The sensory evaluation of the formulated value-added chicken nuggets was performed to determine the consumer perception and acceptability regarding the addition of liver. The sensory criteria have scored under an acceptable level for all kinds of treatments. Additionally, there was no difference between the different treatments for cooked and uncooked products, as shown in Fig. 4. T1 achieved the highest overall acceptability in sensory evaluation for chicken liver-based nuggets, while T3 had the lowest scores across various parameters. T2 fell between these extremes, indicating that adding chicken liver improved consumer acceptability compared to the control, as shown in Fig. 5.
In the sensory evaluation of beef liver-based chicken nuggets, T1 had the highest overall acceptability with favorable scores across parameters. T2 and T3 had similar, lower acceptability, likely due to intensified beef liver taste and smell as concentration increased, as shown in Fig. 5.
The results obtained from sensory analysis were further statistically analyzed by Kruskal-Wallis H, and the mean score was reported for each treatment at a 95% probability level. The mean score of parameters for chicken liver-supplemented nuggets showed no significant difference between the control nuggets and all the other treatment samples, other than the overall appearance, which was statistically different (p=0.032) for all the treatments. However, beef liver-supplemented nuggets showed all the parameters to be statistically the same (p<0.05). This exhibited that the nuggets were near to the control samples and had the potential to be liked by the consumers.

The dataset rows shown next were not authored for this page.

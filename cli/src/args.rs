//! Command-line arguments.

use clap::Parser;
use glyphcast::ConvertConfig;
use std::path::PathBuf;

/// Render an image as ASCII text
#[derive(Parser, Debug)]
#[command(name = "glyphcast")]
#[command(version, about = "Convert images to ASCII art", long_about = None)]
pub struct Args {
    /// Image file to convert
    #[arg(required_unless_present = "list_charsets")]
    pub input: Option<PathBuf>,

    /// Output width in characters
    #[arg(short, long, default_value_t = 80)]
    pub width: u32,

    /// Character set name
    #[arg(short, long, default_value = "enhanced")]
    pub charset: String,

    /// Supersampling factor (1 disables supersampling)
    #[arg(short, long, default_value_t = 3)]
    pub sampling_factor: u32,

    /// Disable directional edge strokes
    #[arg(long)]
    pub no_edges: bool,

    /// Sobel magnitude above which a pixel counts as an edge
    #[arg(short = 't', long, default_value_t = 50)]
    pub edge_threshold: u32,

    /// Fail on unknown character set names instead of falling back
    #[arg(long)]
    pub strict_palette: bool,

    /// Write the text to a file instead of stdout
    #[arg(short, long)]
    pub output: Option<PathBuf>,

    /// Print the available character sets and exit
    #[arg(long)]
    pub list_charsets: bool,
}

impl Args {
    pub fn to_config(&self) -> ConvertConfig {
        ConvertConfig::default()
            .with_width(self.width)
            .with_char_set(self.charset.as_str())
            .with_sampling_factor(self.sampling_factor)
            .with_edge_detection(!self.no_edges)
            .with_edge_threshold(self.edge_threshold)
            .with_strict_palette(self.strict_palette)
    }
}

#[cfg(test)]
mod tests {
    use super::*;

    #[test]
    fn test_defaults_match_library() {
        let args = Args::parse_from(["glyphcast", "photo.png"]);
        assert_eq!(args.to_config(), ConvertConfig::default());
        assert_eq!(args.input, Some(PathBuf::from("photo.png")));
    }

    #[test]
    fn test_flags_map_to_config() {
        let args = Args::parse_from([
            "glyphcast",
            "photo.png",
            "-w",
            "120",
            "-c",
            "simple",
            "-s",
            "1",
            "--no-edges",
            "-t",
            "10",
            "--strict-palette",
        ]);
        let config = args.to_config();
        assert_eq!(config.width, 120);
        assert_eq!(config.char_set, "simple");
        assert_eq!(config.sampling_factor, 1);
        assert!(!config.edge_detection);
        assert_eq!(config.edge_threshold, 10);
        assert!(config.strict_palette);
    }

    #[test]
    fn test_input_required_without_list() {
        assert!(Args::try_parse_from(["glyphcast"]).is_err());
        assert!(Args::try_parse_from(["glyphcast", "--list-charsets"]).is_ok());
    }
}
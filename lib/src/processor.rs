use crate::ascii::{OutputGrid, select_ascii_chars};
use crate::config::ConvertConfig;
use crate::edges::EdgeDetector;
use crate::error::{ConvertError, Result};
use crate::filters::{extract_luminance, sobel_filter};
use crate::lut::{Palette, PaletteRegistry};
use image::DynamicImage;
use std::time::Instant;

/// Height-to-width compensation for glyph cells being taller than wide
pub const CELL_ASPECT: f64 = 0.55;

/// Output grid dimensions for a source image
///
/// `rows = round(columns * source_height / source_width * 0.55)`, at least 1.
///
/// # Arguments
/// * `source_width` - Source image width in pixels
/// * `source_height` - Source image height in pixels
/// * `columns` - Requested output width in characters
///
/// # Returns
/// `(columns, rows)`, or `InvalidDimensions` if any input is zero
pub fn output_dimensions(source_width: u32, source_height: u32, columns: u32) -> Result<(u32, u32)> {
    if source_width == 0 || source_height == 0 || columns == 0 {
        return Err(ConvertError::InvalidDimensions {
            width: source_width,
            height: source_height,
        });
    }

    let aspect_ratio = source_height as f64 / source_width as f64;
    let rows = (columns as f64 * aspect_ratio * CELL_ASPECT).round();
    let rows = rows.clamp(1.0, u32::MAX as f64) as u32;

    Ok((columns, rows))
}

/// Image to text converter holding an injected palette registry
///
/// Stateless across calls; one converter can serve any number of threads.
#[derive(Debug, Clone, Default)]
pub struct Converter {
    registry: PaletteRegistry,
}

impl Converter {
    pub fn new(registry: PaletteRegistry) -> Self {
        Self { registry }
    }

    pub fn registry(&self) -> &PaletteRegistry {
        &self.registry
    }

    /// Converts an image and serializes the grid, one line per row
    pub fn convert(&self, image: &DynamicImage, config: &ConvertConfig) -> Result<String> {
        self.convert_grid(image, config).map(|grid| grid.to_string())
    }

    /// Converts an image to a grid of glyphs
    ///
    /// Pipeline:
    /// 1. Derive the output grid from the source aspect ratio
    /// 2. Resize to the supersampled grid and extract luminance
    /// 3. Sobel gradients over the whole field (when edge detection is on)
    /// 4. Per cell: edge stroke if the cell is edge-dominated, otherwise a
    ///    palette glyph from the Gaussian-weighted brightness
    ///
    /// # Arguments
    /// * `image` - Decoded source raster; never mutated
    /// * `config` - Conversion parameters
    ///
    /// # Returns
    /// A grid of exactly `config.width` columns, or the first error found
    pub fn convert_grid(&self, image: &DynamicImage, config: &ConvertConfig) -> Result<OutputGrid> {
        config.validate()?;
        let started = Instant::now();

        let (columns, rows) = output_dimensions(image.width(), image.height(), config.width)?;
        let palette = self.resolve_palette(config)?;

        let factor = config.sampling_factor;
        let overflow = || ConvertError::InvalidDimensions {
            width: image.width(),
            height: image.height(),
        };
        let field_width = columns.checked_mul(factor).ok_or_else(overflow)?;
        let field_height = rows.checked_mul(factor).ok_or_else(overflow)?;

        log::debug!(
            "converting {}x{} source to {}x{} cells via {}x{} luminance field",
            image.width(),
            image.height(),
            columns,
            rows,
            field_width,
            field_height
        );

        // Step 1: Luminance at supersampled resolution
        let lum = extract_luminance(image, field_width, field_height);

        // Step 2: Gradient field, only when edges are requested
        let field = config.edge_detection.then(|| sobel_filter(&lum));
        let detector = field
            .as_ref()
            .map(|field| EdgeDetector::new(field, config.edge_threshold as f32));

        // Step 3: Glyph per cell
        let grid = select_ascii_chars(&lum, detector.as_ref(), palette, factor, columns, rows);

        log::trace!(
            "converted to {}x{} grid in {:.2} ms",
            columns,
            rows,
            started.elapsed().as_secs_f64() * 1000.0
        );

        Ok(grid)
    }

    fn resolve_palette(&self, config: &ConvertConfig) -> Result<&Palette> {
        let (palette, fell_back) = self.registry.resolve(&config.char_set);
        if !fell_back {
            return Ok(palette);
        }
        if config.strict_palette {
            return Err(ConvertError::UnsupportedPalette(config.char_set.clone()));
        }

        log::warn!(
            "unknown palette {:?}, falling back to {:?}",
            config.char_set,
            crate::lut::DEFAULT_PALETTE
        );
        Ok(palette)
    }
}

/// Converts an image with the built-in palettes
///
/// # Example
/// ```no_run
/// use glyphcast::{ConvertConfig, convert};
///
/// let image = image::open("photo.jpg").unwrap();
/// let text = convert(&image, &ConvertConfig::default().with_width(100)).unwrap();
/// print!("{text}");
/// ```
pub fn convert(image: &DynamicImage, config: &ConvertConfig) -> Result<String> {
    Converter::default().convert(image, config)
}
use crate::edges::EdgeDetector;
use crate::filters::gaussian_weights;
use crate::lut::{Palette, get_edge_char};
use image::GrayImage;
use rayon::prelude::*;
use std::fmt;

/// Source rectangle of one output cell in the supersampled grid
///
/// Half-open on both axes.
#[derive(Copy, Clone, Debug, PartialEq, Eq)]
pub struct CellRect {
    pub x0: u32,
    pub y0: u32,
    pub x1: u32,
    pub y1: u32,
}

impl CellRect {
    /// Rectangle covered by output cell `(x, y)` at the given sampling factor,
    /// clipped to the field bounds
    pub fn for_cell(x: u32, y: u32, factor: u32, field_width: u32, field_height: u32) -> Self {
        Self {
            x0: x * factor,
            y0: y * factor,
            x1: ((x + 1) * factor).min(field_width),
            y1: ((y + 1) * factor).min(field_height),
        }
    }

    pub fn width(&self) -> u32 {
        self.x1.saturating_sub(self.x0)
    }

    pub fn height(&self) -> u32 {
        self.y1.saturating_sub(self.y0)
    }

    pub fn area(&self) -> usize {
        self.width() as usize * self.height() as usize
    }
}

/// Gaussian-weighted mean luminance of a cell
///
/// # Arguments
/// * `lum` - Supersampled luminance field
/// * `rect` - Cell rectangle inside `lum`
/// * `weights` - Normalized weights laid out for `rect`'s width and height
///
/// # Returns
/// Brightness in `[0, 255]`; 0 for an empty rectangle
pub fn weighted_cell_luminance(lum: &GrayImage, rect: CellRect, weights: &[f32]) -> f32 {
    let cell_width = rect.width() as usize;
    debug_assert_eq!(weights.len(), rect.area());

    let mut sum = 0.0;
    for (row, py) in (rect.y0..rect.y1).enumerate() {
        for (col, px) in (rect.x0..rect.x1).enumerate() {
            sum += weights[row * cell_width + col] * lum.get_pixel(px, py)[0] as f32;
        }
    }

    sum.clamp(0.0, 255.0)
}

/// Select the glyph for one cell
///
/// Edge strokes win over brightness when a detector is supplied and claims
/// the cell; the brightness path is skipped entirely in that case.
/// `weights` must be laid out for `rect`'s width and height.
pub fn select_ascii_char(
    lum: &GrayImage,
    edges: Option<&EdgeDetector<'_>>,
    palette: &Palette,
    rect: CellRect,
    weights: &[f32],
    scratch: &mut Vec<f32>,
) -> char {
    if let Some(direction) = edges.and_then(|detector| detector.classify_cell(rect, scratch)) {
        return get_edge_char(direction);
    }

    palette.glyph_for(weighted_cell_luminance(lum, rect, weights))
}

/// Select glyphs for every cell of the output grid
///
/// Rows are rendered in parallel. Each worker keeps its own direction
/// buffer for the median and writes only its own row.
///
/// # Arguments
/// * `lum` - Supersampled luminance field, `columns * factor` by `rows * factor`
/// * `edges` - Edge detector, or `None` when edge detection is off
/// * `palette` - Brightness palette
/// * `factor` - Sampling factor
/// * `columns` - Output width in cells
/// * `rows` - Output height in cells
pub fn select_ascii_chars(
    lum: &GrayImage,
    edges: Option<&EdgeDetector<'_>>,
    palette: &Palette,
    factor: u32,
    columns: u32,
    rows: u32,
) -> OutputGrid {
    let (field_width, field_height) = lum.dimensions();
    let weights = gaussian_weights(factor, factor);

    let grid: Vec<Vec<char>> = (0..rows)
        .into_par_iter()
        .map_init(Vec::<f32>::new, |scratch, y| {
            (0..columns)
                .map(|x| {
                    let rect = CellRect::for_cell(x, y, factor, field_width, field_height);
                    select_ascii_char(lum, edges, palette, rect, &weights, scratch)
                })
                .collect::<Vec<char>>()
        })
        .collect();

    OutputGrid { rows: grid }
}

/// Rows of glyphs, one `char` per output cell
///
/// `Display` writes each row followed by a line break, including the last.
#[derive(Debug, Clone, PartialEq, Eq)]
pub struct OutputGrid {
    rows: Vec<Vec<char>>,
}

impl OutputGrid {
    pub fn from_rows(rows: Vec<Vec<char>>) -> Self {
        Self { rows }
    }

    pub fn width(&self) -> usize {
        self.rows.first().map_or(0, Vec::len)
    }

    pub fn height(&self) -> usize {
        self.rows.len()
    }

    pub fn row(&self, index: usize) -> Option<&[char]> {
        self.rows.get(index).map(Vec::as_slice)
    }

    pub fn rows(&self) -> impl Iterator<Item = &[char]> {
        self.rows.iter().map(Vec::as_slice)
    }

    /// Glyph at column `x`, row `y`
    pub fn get(&self, x: usize, y: usize) -> Option<char> {
        self.rows.get(y)?.get(x).copied()
    }
}

impl fmt::Display for OutputGrid {
    fn fmt(&self, f: &mut fmt::Formatter<'_>) -> fmt::Result {
        for row in &self.rows {
            for &ch in row {
                fmt::Write::write_char(f, ch)?;
            }
            f.write_str("\n")?;
        }
        Ok(())
    }
}
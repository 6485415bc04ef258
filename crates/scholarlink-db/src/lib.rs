//! # ScholarLink DB
//!
//! Persistence for users, research postings, applications and discussions.
//!
//! Handlers depend on the repository traits in [`repositories`] only.
//! [`PgStore`] implements all of them over PostgreSQL; `MemoryStore`
//! (feature `test-utils`) implements them in process for tests.
//!
//! # Example
//!
//! ```ignore
//! use scholarlink_db::PgStore;
//!
//! let store = PgStore::connect(&config.database).await?;
//! store.migrate().await?;
//! ```

pub mod error;
#[cfg(any(test, feature = "test-utils"))]
pub mod memory;
pub mod postgres;
pub mod repositories;

pub use error::StoreError;
#[cfg(any(test, feature = "test-utils"))]
pub use memory::MemoryStore;
pub use postgres::PgStore;
pub use repositories::{
    ApplicationRepository, DiscussionRepository, HealthCheck, ResearchRepository, UserRepository,
};
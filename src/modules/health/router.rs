use axum::{Router, routing::get};

use super::controller::health_check;
use crate::state::AppState;

pub fn init_health_router() -> Router<AppState> {
    Router::new().route("/health", get(health_check))
}
use crate::env_lookup;

#[derive(Clone, Debug)]
pub struct CorsConfig {
    pub allowed_origins: Vec<String>,
}

impl CorsConfig {
    pub fn from_env() -> Self {
        Self::from_lookup(env_lookup)
    }

    pub fn from_lookup<F>(lookup: F) -> Self
    where
        F: Fn(&str) -> Option<String>,
    {
        let allowed_origins = lookup("ALLOWED_ORIGINS")
            .unwrap_or_else(|| "http://localhost:3000,http://localhost:5173".to_string())
            .split(',')
            .map(|s| s.trim().to_string())
            .filter(|s| !s.is_empty())
            .collect();

        Self { allowed_origins }
    }

    /// `ALLOWED_ORIGINS` contains `*`.
    pub fn allows_any_origin(&self) -> bool {
        self.allowed_origins.iter().any(|origin| origin == "*")
    }
}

The sensory evaluation results depicted the likeliness of consuming beef and chicken livers in processed food items. Beef liver-based hamburger with oats has great acceptability between children and adults, showing the potential likeliness of beef liver and the capacity to be added to processed food items (Rocha et al., 2018). Similarly, the beef liver showed acceptable organoleptic profiling regarding liver meat pate (Kolbábek et al., 2019). This illustrates the market and consumer acceptability of beef and chicken liver, as many products are already being evaluated with beef and chicken liver.
Conclusion
As a competitive substitute for texturized vegetable protein (TVP) in the consumer market, optimizing the use of chicken and beef liver presents a promising path for improving value, palatability, and formulation cost efficiency. This study investigates the incorporation of chicken and beef liver in processed foods, looking at antioxidants, proximate variables, and shelf stability over seven days. However, during preservation, the nutritional value and stability of the liver drastically decrease. Although the liver is known to be a nutrient-rich source, its stability difficulties point to the potential for incorporating the liver as a functional ingredient in innovative cuisines. Improved nutritional and organoleptic qualities are revealed when the chicken nuggets enhanced with chicken and beef liver are evaluated. These products replace texturized vegetable protein and greatly enhance protein content. They also contain more water, ash, fat, and protein and have better antioxidant properties. These products are a healthy alternative for consumers, considering the antioxidants in the liver. Positive results from texture analysis and sensory evaluation demonstrate the foods’ suitability for consumption and acceptability. Liver, which is frequently regarded as waste, has significant nutritional potential and may one day improve the nutrition of processed meat products and aid in achieving sustainable development objectives.